> _Supplied records_
--

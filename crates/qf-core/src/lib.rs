#![deny(missing_docs)]
#![doc = "Core types, the invariant oracle contract and shared errors for the real quadratic field survey."]

use std::fmt;
use std::sync::Arc;

use serde::{Deserialize, Serialize};

pub mod errors;
pub mod provenance;

pub use errors::{ErrorInfo, QfError};
pub use provenance::RunProvenance;

/// Returns true when no prime square divides `n`.
///
/// Exact trial division: each prime factor is removed once and a second
/// division by the same prime means a square divides `n`. Zero is never
/// squarefree; one is, although it is not an admissible field index.
pub fn is_squarefree(mut n: u64) -> bool {
    if n == 0 {
        return false;
    }
    let mut p = 2u64;
    while p.saturating_mul(p) <= n {
        if n % p == 0 {
            n /= p;
            if n % p == 0 {
                return false;
            }
        }
        p += if p == 2 { 1 } else { 2 };
    }
    true
}

/// Squarefree integer `d >= 2` identifying the real quadratic field `Q(sqrt(d))`.
#[derive(Debug, Clone, Copy, PartialEq, Eq, PartialOrd, Ord, Hash, Serialize, Deserialize)]
#[serde(try_from = "u64", into = "u64")]
pub struct FieldIndex(u64);

impl FieldIndex {
    /// Largest admissible index; keeps `4d` and form arithmetic inside machine integers.
    pub const MAX: u64 = 1 << 60;

    /// Validates `d` and wraps it.
    pub fn new(d: u64) -> Result<Self, QfError> {
        if d < 2 {
            return Err(QfError::Range(
                ErrorInfo::new("field-index-small", "field indices start at 2")
                    .with_context("d", d.to_string()),
            ));
        }
        if d > Self::MAX {
            return Err(QfError::Range(
                ErrorInfo::new("field-index-large", "field index exceeds supported maximum")
                    .with_context("d", d.to_string())
                    .with_context("max", Self::MAX.to_string()),
            ));
        }
        if !is_squarefree(d) {
            return Err(QfError::Range(
                ErrorInfo::new("field-index-square", "field index is divisible by a square")
                    .with_context("d", d.to_string()),
            ));
        }
        Ok(Self(d))
    }

    /// Wraps a value the caller has already proven to be an admissible index.
    pub fn new_unchecked(d: u64) -> Self {
        debug_assert!(d >= 2 && d <= Self::MAX && is_squarefree(d));
        Self(d)
    }

    /// Returns the raw integer `d`.
    pub fn get(self) -> u64 {
        self.0
    }
}

impl TryFrom<u64> for FieldIndex {
    type Error = QfError;

    fn try_from(value: u64) -> Result<Self, Self::Error> {
        Self::new(value)
    }
}

impl From<FieldIndex> for u64 {
    fn from(value: FieldIndex) -> Self {
        value.0
    }
}

impl fmt::Display for FieldIndex {
    fn fmt(&self, f: &mut fmt::Formatter<'_>) -> fmt::Result {
        write!(f, "{}", self.0)
    }
}

/// Invariants returned by an oracle for one field.
#[derive(Debug, Clone, PartialEq, Serialize, Deserialize)]
pub struct Invariants {
    /// Field discriminant `d_K`.
    pub discriminant: i64,
    /// Class number `h_K`.
    pub class_number: u64,
    /// Exact textual form of the fundamental unit.
    pub fundamental_unit: String,
    /// Regulator `R_K`.
    pub regulator: f64,
    /// Minkowski bound of the field.
    pub minkowski_bound: f64,
}

/// One output row: a field index together with its invariants.
#[derive(Debug, Clone, PartialEq, Serialize, Deserialize)]
pub struct InvariantRecord {
    /// The field index, echoed.
    pub d: FieldIndex,
    /// Invariants computed for `d`.
    pub invariants: Invariants,
}

impl InvariantRecord {
    /// Column names written as the header of every batch file.
    pub const HEADER: [&'static str; 6] = ["d", "dK", "hK", "fu", "rK", "mb"];

    /// Creates a record from its parts.
    pub fn new(d: FieldIndex, invariants: Invariants) -> Self {
        Self { d, invariants }
    }

    /// Renders the six columns as text.
    ///
    /// Floats use the shortest representation that parses back to the same
    /// `f64`, so no precision is lost beyond what the oracle produced.
    pub fn to_row(&self) -> [String; 6] {
        let inv = &self.invariants;
        [
            self.d.to_string(),
            inv.discriminant.to_string(),
            inv.class_number.to_string(),
            inv.fundamental_unit.clone(),
            inv.regulator.to_string(),
            inv.minkowski_bound.to_string(),
        ]
    }

    /// Parses a row previously produced by [`InvariantRecord::to_row`].
    pub fn from_row<S: AsRef<str>>(row: &[S]) -> Result<Self, QfError> {
        if row.len() != Self::HEADER.len() {
            return Err(QfError::Serde(
                ErrorInfo::new("row-width", "record row must have six columns")
                    .with_context("columns", row.len().to_string()),
            ));
        }
        let field = |idx: usize| row[idx].as_ref().trim();
        let parse_err = |column: &str, value: &str, err: String| {
            QfError::Serde(
                ErrorInfo::new("row-parse", err)
                    .with_context("column", column)
                    .with_context("value", value),
            )
        };
        let raw_d: u64 = field(0)
            .parse()
            .map_err(|err: std::num::ParseIntError| parse_err("d", field(0), err.to_string()))?;
        let d = FieldIndex::new(raw_d)?;
        let discriminant = field(1)
            .parse()
            .map_err(|err: std::num::ParseIntError| parse_err("dK", field(1), err.to_string()))?;
        let class_number = field(2)
            .parse()
            .map_err(|err: std::num::ParseIntError| parse_err("hK", field(2), err.to_string()))?;
        let regulator = field(4).parse().map_err(|err: std::num::ParseFloatError| {
            parse_err("rK", field(4), err.to_string())
        })?;
        let minkowski_bound = field(5).parse().map_err(|err: std::num::ParseFloatError| {
            parse_err("mb", field(5), err.to_string())
        })?;
        Ok(Self {
            d,
            invariants: Invariants {
                discriminant,
                class_number,
                fundamental_unit: row[3].as_ref().to_string(),
                regulator,
                minkowski_bound,
            },
        })
    }
}

/// Computes the invariants of one real quadratic field.
///
/// Implementations must be deterministic and safe to call concurrently from
/// independent workers; each call may be arbitrarily slow.
pub trait InvariantOracle: Send + Sync {
    /// Short label recorded in run provenance.
    fn name(&self) -> &str;

    /// Computes the invariants of `Q(sqrt(d))`.
    fn invariants(&self, d: FieldIndex) -> Result<Invariants, QfError>;
}

impl<T: InvariantOracle + ?Sized> InvariantOracle for &T {
    fn name(&self) -> &str {
        (**self).name()
    }

    fn invariants(&self, d: FieldIndex) -> Result<Invariants, QfError> {
        (**self).invariants(d)
    }
}

impl<T: InvariantOracle + ?Sized> InvariantOracle for Box<T> {
    fn name(&self) -> &str {
        (**self).name()
    }

    fn invariants(&self, d: FieldIndex) -> Result<Invariants, QfError> {
        (**self).invariants(d)
    }
}

impl<T: InvariantOracle + ?Sized> InvariantOracle for Arc<T> {
    fn name(&self) -> &str {
        (**self).name()
    }

    fn invariants(&self, d: FieldIndex) -> Result<Invariants, QfError> {
        (**self).invariants(d)
    }
}
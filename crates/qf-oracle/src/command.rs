use std::path::PathBuf;
use std::process::Command;

use qf_core::errors::{ErrorInfo, QfError};
use qf_core::{FieldIndex, InvariantOracle, Invariants};
use tracing::debug;

/// Oracle backed by an external program invoked once per field.
///
/// The program receives `d` as its last argument and must print one CSV line
/// `dK,hK,fu,rK,mb` (optionally prefixed by `d`) on stdout.
#[derive(Debug, Clone)]
pub struct CommandOracle {
    program: PathBuf,
    args: Vec<String>,
    label: String,
}

impl CommandOracle {
    /// Creates an oracle running `program args... <d>`.
    pub fn new(program: impl Into<PathBuf>, args: Vec<String>) -> Self {
        let program = program.into();
        let label = format!("command:{}", program.display());
        Self {
            program,
            args,
            label,
        }
    }

    fn failure(&self, d: FieldIndex, code: &str, message: impl Into<String>) -> ErrorInfo {
        ErrorInfo::new(code, message)
            .with_context("d", d.to_string())
            .with_context("program", self.program.display().to_string())
    }
}

impl InvariantOracle for CommandOracle {
    fn name(&self) -> &str {
        &self.label
    }

    fn invariants(&self, d: FieldIndex) -> Result<Invariants, QfError> {
        let output = Command::new(&self.program)
            .args(&self.args)
            .arg(d.to_string())
            .output()
            .map_err(|err| QfError::Oracle(self.failure(d, "oracle-spawn", err.to_string())))?;
        if !output.status.success() {
            let stderr = String::from_utf8_lossy(&output.stderr).trim().to_string();
            return Err(QfError::Oracle(
                self.failure(d, "oracle-exit", "oracle process failed")
                    .with_context("status", output.status.to_string())
                    .with_context("stderr", stderr),
            ));
        }
        let stdout = String::from_utf8_lossy(&output.stdout);
        let line = stdout
            .lines()
            .map(str::trim)
            .find(|line| !line.is_empty())
            .ok_or_else(|| QfError::Oracle(self.failure(d, "oracle-empty", "no output")))?;
        debug!(d = d.get(), line, "oracle output");
        parse_line(d, line).map_err(|info| {
            QfError::Oracle(
                info.with_context("d", d.to_string())
                    .with_context("program", self.program.display().to_string()),
            )
        })
    }
}

/// Parses `dK,hK,fu,rK,mb`, accepting a leading `d` column that must match.
pub fn parse_line(d: FieldIndex, line: &str) -> Result<Invariants, ErrorInfo> {
    let mut reader = csv::ReaderBuilder::new()
        .has_headers(false)
        .trim(csv::Trim::All)
        .from_reader(line.as_bytes());
    let record = reader
        .records()
        .next()
        .ok_or_else(|| ErrorInfo::new("oracle-parse", "empty line"))?
        .map_err(|err| ErrorInfo::new("oracle-parse", err.to_string()))?;
    let fields: Vec<&str> = record.iter().collect();
    let fields = match fields.len() {
        5 => fields,
        6 => {
            if fields[0] != d.to_string() {
                return Err(ErrorInfo::new("oracle-echo", "oracle echoed another field")
                    .with_context("echoed", fields[0]));
            }
            fields[1..].to_vec()
        }
        other => {
            return Err(ErrorInfo::new("oracle-parse", "expected five columns")
                .with_context("columns", other.to_string()))
        }
    };
    let bad = |column: &str, value: &str| {
        ErrorInfo::new("oracle-parse", "malformed value")
            .with_context("column", column)
            .with_context("value", value)
    };
    Ok(Invariants {
        discriminant: fields[0].parse().map_err(|_| bad("dK", fields[0]))?,
        class_number: fields[1].parse().map_err(|_| bad("hK", fields[1]))?,
        fundamental_unit: fields[2].to_string(),
        regulator: fields[3].parse().map_err(|_| bad("rK", fields[3]))?,
        minkowski_bound: fields[4].parse().map_err(|_| bad("mb", fields[4]))?,
    })
}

--

> _What this task involves_
Tally the lines above containing "ParseIntError". Number only.

> _Response box_
3